# Task item:
Reproduce only what lies between the first line of the material below and the line containing "config.log_data = cli.log_data;", with both of those lines included and every line kept exact.

# Exercise data:
╔══

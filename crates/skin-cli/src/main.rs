//! Skin ontology tool CLI.

use clap::{ColorChoice, Parser};
use skin_cli::logging::{LogConfig, LogFormat, init_logging};
use std::io::{self, IsTerminal};
use tracing::level_filters::LevelFilter;

mod cli;
mod commands;
mod summary;

use crate::cli::{Cli, Command, LogFormatArg, LogLevelArg};
use crate::commands::{run_ontology, run_translate};
use crate::summary::print_summary;

fn main() {
    let cli = Cli::parse();
    cli.color.write_global();
    let log_config = log_config_from_cli(&cli);
    if let Err(error) = init_logging(&log_config) {
        eprintln!("error: failed to initialize logging: {error}");
        std::process::exit(1);
    }
    let exit_code = match &cli.command {
        Command::Translate(args) => match run_translate(args) {
            Ok(result) => {
                print_summary(&result);
                0
            }
            Err(error) => {
                eprintln!("error: {error:#}");
                1
            }
        },
        Command::Ontology(args) => match run_ontology(args) {
            Ok(()) => 0,
            Err(error) => {
                eprintln!("error: {error:#}");
                1
            }
        },
    };
    std::process::exit(exit_code);
}

/// Build logging configuration from CLI flags with consistent precedence.
fn log_config_from_cli(cli: &Cli) -> LogConfig {
    let mut config = LogConfig {
        level_filter: cli.verbosity.tracing_level_filter(),
        ..LogConfig::default()
    };
    config.use_env_filter = !(cli.verbosity.is_present() || cli.log_level.is_some());
    if let Some(level) = cli.log_level {
        config.level_filter = match level {
            LogLevelArg::Error => LevelFilter::ERROR,
            LogLevelArg::Warn => LevelFilter::WARN,
            LogLevelArg::Info => LevelFilter::INFO,
            LogLevelArg::Debug => LevelFilter::DEBUG,
            LogLevelArg::Trace => LevelFilter::TRACE,
        };
    }
    config.format = match cli.log_format {
        LogFormatArg::Pretty => LogFormat::Pretty,
        LogFormatArg::Compact => LogFormat::Compact,
        LogFormatArg::Json => LogFormat::Json,
    };
    config.log_file = cli.log_file.clone();
    config.log_data = cli.log_data;
    config.with_ansi = match cli.color.color {
        ColorChoice::Always => true,
        ColorChoice::Never => false,
        ColorChoice::Auto => cli.log_file.is_none() && io::stderr().is_terminal(),
    };
    config
}
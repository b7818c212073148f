//! Configuration options for dataset translation.

/// Options controlling how records are translated.
#[derive(Debug, Clone, Copy, Default, PartialEq, Eq)]
pub struct TranslateOptions {
    /// Number of hierarchy levels to emit (1 = broadest range).
    ///
    /// `None`, zero, negative values and values deeper than a code path all
    /// emit the full path.
    pub granularity: Option<i64>,

    /// Only translate rows whose `icd10` or `icd11` is missing, empty or `tbd`.
    pub only_unmatched: bool,
}

impl TranslateOptions {
    pub fn new() -> Self {
        Self::default()
    }

    #[must_use]
    pub fn with_granularity(mut self, granularity: Option<i64>) -> Self {
        self.granularity = granularity;
        self
    }

    #[must_use]
    pub fn with_only_unmatched(mut self, enable: bool) -> Self {
        self.only_unmatched = enable;
        self
    }
}
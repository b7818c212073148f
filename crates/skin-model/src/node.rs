//! Classification tree nodes as they appear in ontology documents.

use serde::{Deserialize, Deserializer};

/// One node of a hierarchical classification (chapter, block, category, ...).
///
/// Absent and `null` fields deserialize to their empty value, so partially
/// filled exports load without extra preprocessing.
#[derive(Debug, Clone, Default, PartialEq, Eq, Deserialize)]
pub struct ClassificationNode {
    /// Hierarchy code, e.g. `L00-L08` or `L01`. May be empty.
    #[serde(default, deserialize_with = "null_as_default")]
    pub code: String,
    /// Free-text description, used as the lookup key. May be empty.
    #[serde(default, deserialize_with = "null_as_default")]
    pub description: String,
    /// Child nodes in document order.
    #[serde(
        default,
        rename = "subcategory",
        deserialize_with = "null_as_default"
    )]
    pub children: Vec<ClassificationNode>,
}

impl ClassificationNode {
    pub fn new(code: impl Into<String>, description: impl Into<String>) -> Self {
        Self {
            code: code.into(),
            description: description.into(),
            children: Vec::new(),
        }
    }

    #[must_use]
    pub fn with_child(mut self, child: ClassificationNode) -> Self {
        self.children.push(child);
        self
    }

    /// True when the node contributes a mapping entry.
    pub fn has_description(&self) -> bool {
        !self.description.is_empty()
    }
}

impl Drop for ClassificationNode {
    // Unlinks descendants onto a work list so deep trees drop without recursion.
    fn drop(&mut self) {
        let mut pending = std::mem::take(&mut self.children);
        while let Some(mut node) = pending.pop() {
            pending.append(&mut node.children);
        }
    }
}

/// Parsed content of one ontology document.
///
/// A document holds either a single root node or a list of root nodes.
#[derive(Debug, Clone, PartialEq, Eq)]
pub enum OntologyDocument {
    Tree(ClassificationNode),
    Forest(Vec<ClassificationNode>),
}

impl OntologyDocument {
    /// Root nodes in document order.
    pub fn roots(&self) -> &[ClassificationNode] {
        match self {
            OntologyDocument::Tree(node) => std::slice::from_ref(node),
            OntologyDocument::Forest(nodes) => nodes,
        }
    }
}

fn null_as_default<'de, D, T>(deserializer: D) -> Result<T, D::Error>
where
    D: Deserializer<'de>,
    T: Default + Deserialize<'de>,
{
    Ok(Option::<T>::deserialize(deserializer)?.unwrap_or_default())
}
//! Truncation of hierarchy code paths to a requested depth.

use skin_model::CODE_SEPARATOR;

/// Joins the first `level` codes of `hierarchy` with [`CODE_SEPARATOR`].
///
/// Without a level, or with a level that is zero, negative, or deeper than
/// the hierarchy, the whole hierarchy is joined. Callers relying on an
/// out-of-range level being rejected will instead get the most specific
/// code path. Empty codes are kept, so they show up as adjacent separators.
///
/// ```
/// use skin_map::resolve_granularity;
///
/// let path = vec!["L00-L08".to_string(), "L01".to_string()];
/// assert_eq!(resolve_granularity(&path, Some(1)), "L00-L08");
/// assert_eq!(resolve_granularity(&path, None), "L00-L08-L01");
/// assert_eq!(resolve_granularity(&path, Some(7)), "L00-L08-L01");
/// ```
pub fn resolve_granularity(hierarchy: &[String], level: Option<i64>) -> String {
    let depth = level
        .and_then(|level| usize::try_from(level).ok())
        .filter(|depth| (1..=hierarchy.len()).contains(depth))
        .unwrap_or(hierarchy.len());
    hierarchy[..depth].join(CODE_SEPARATOR)
}

#[cfg(test)]
mod tests {
    use super::*;

    fn hierarchy(codes: &[&str]) -> Vec<String> {
        codes.iter().map(|code| (*code).to_string()).collect()
    }

    #[test]
    fn truncates_to_level() {
        let path = hierarchy(&["L00-L99", "L00-L08", "L01", "L01.0"]);
        assert_eq!(resolve_granularity(&path, Some(1)), "L00-L99");
        assert_eq!(resolve_granularity(&path, Some(3)), "L00-L99-L00-L08-L01");
    }

    #[test]
    fn out_of_range_levels_use_full_path() {
        let path = hierarchy(&["L00-L08", "L01"]);
        for level in [None, Some(0), Some(-1), Some(i64::MIN), Some(3), Some(i64::MAX)] {
            assert_eq!(resolve_granularity(&path, level), "L00-L08-L01", "level {level:?}");
        }
    }

    #[test]
    fn empty_segments_are_kept() {
        let path = hierarchy(&["XII", "", "L20"]);
        assert_eq!(resolve_granularity(&path, None), "XII--L20");
        assert_eq!(resolve_granularity(&path, Some(2)), "XII-");
    }

    #[test]
    fn empty_hierarchy() {
        assert_eq!(resolve_granularity(&[], None), "");
        assert_eq!(resolve_granularity(&[], Some(1)), "");
    }
}
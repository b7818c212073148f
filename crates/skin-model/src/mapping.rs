//! Flattened ontology lookup table.

use std::collections::BTreeMap;

/// Separator placed between hierarchy codes when a path is rendered.
pub const CODE_SEPARATOR: &str = "-";

/// Ordered codes from the root of a classification down to one node.
pub type CodePath = Vec<String>;

/// Mapping from node description to its code path.
///
/// Descriptions are unique keys. Inserting a description that is already
/// present replaces the earlier path (last write wins), which is how
/// duplicate descriptions across documents are resolved.
#[derive(Debug, Clone, Default, PartialEq, Eq)]
pub struct OntologyMapping {
    entries: BTreeMap<String, CodePath>,
}

impl OntologyMapping {
    pub fn new() -> Self {
        Self::default()
    }

    /// Inserts or replaces the path for `description`, returning the replaced path.
    pub fn insert(&mut self, description: impl Into<String>, path: CodePath) -> Option<CodePath> {
        self.entries.insert(description.into(), path)
    }

    /// Looks up a description (exact, case-sensitive).
    pub fn get(&self, description: &str) -> Option<&[String]> {
        self.entries.get(description).map(Vec::as_slice)
    }

    pub fn contains(&self, description: &str) -> bool {
        self.entries.contains_key(description)
    }

    pub fn len(&self) -> usize {
        self.entries.len()
    }

    pub fn is_empty(&self) -> bool {
        self.entries.is_empty()
    }

    /// Entries ordered by description.
    pub fn iter(&self) -> impl Iterator<Item = (&str, &[String])> {
        self.entries
            .iter()
            .map(|(description, path)| (description.as_str(), path.as_slice()))
    }
}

╚══

# Output for this exercise:
filename crates/skin-cli/src/main.rs
//! Skin ontology tool CLI.

use clap::{ColorChoice, Parser};
use skin_cli::logging::{LogConfig, LogFormat, init_logging};
use std::io::{self, IsTerminal};
use tracing::level_filters::LevelFilter;

mod cli;
mod commands;
mod summary;

use crate::cli::{Cli, Command, LogFormatArg, LogLevelArg};
use crate::commands::{run_ontology, run_translate};
use crate::summary::print_summary;

fn main() {
    let cli = Cli::parse();
    cli.color.write_global();
    let log_config = log_config_from_cli(&cli);
    if let Err(error) = init_logging(&log_config) {
        eprintln!("error: failed to initialize logging: {error}");
        std::process::exit(1);
    }
    let exit_code = match &cli.command {
        Command::Translate(args) => match run_translate(args) {
            Ok(result) => {
                print_summary(&result);
                0
            }
            Err(error) => {
                eprintln!("error: {error:#}");
                1
            }
        },
        Command::Ontology(args) => match run_ontology(args) {
            Ok(()) => 0,
            Err(error) => {
                eprintln!("error: {error:#}");
                1
            }
        },
    };
    std::process::exit(exit_code);
}

/// Build logging configuration from CLI flags with consistent precedence.
fn log_config_from_cli(cli: &Cli) -> LogConfig {
    let mut config = LogConfig {
        level_filter: cli.verbosity.tracing_level_filter(),
        ..LogConfig::default()
    };
    config.use_env_filter = !(cli.verbosity.is_present() || cli.log_level.is_some());
    if let Some(level) = cli.log_level {
        config.level_filter = match level {
            LogLevelArg::Error => LevelFilter::ERROR,
            LogLevelArg::Warn => LevelFilter::WARN,
            LogLevelArg::Info => LevelFilter::INFO,
            LogLevelArg::Debug => LevelFilter::DEBUG,
            LogLevelArg::Trace => LevelFilter::TRACE,
        };
    }
    config.format = match cli.log_format {
        LogFormatArg::Pretty => LogFormat::Pretty,
        LogFormatArg::Compact => LogFormat::Compact,
        LogFormatArg::Json => LogFormat::Json,
    };
    config.log_file = cli.log_file.clone();
    config.log_data = cli.log_data;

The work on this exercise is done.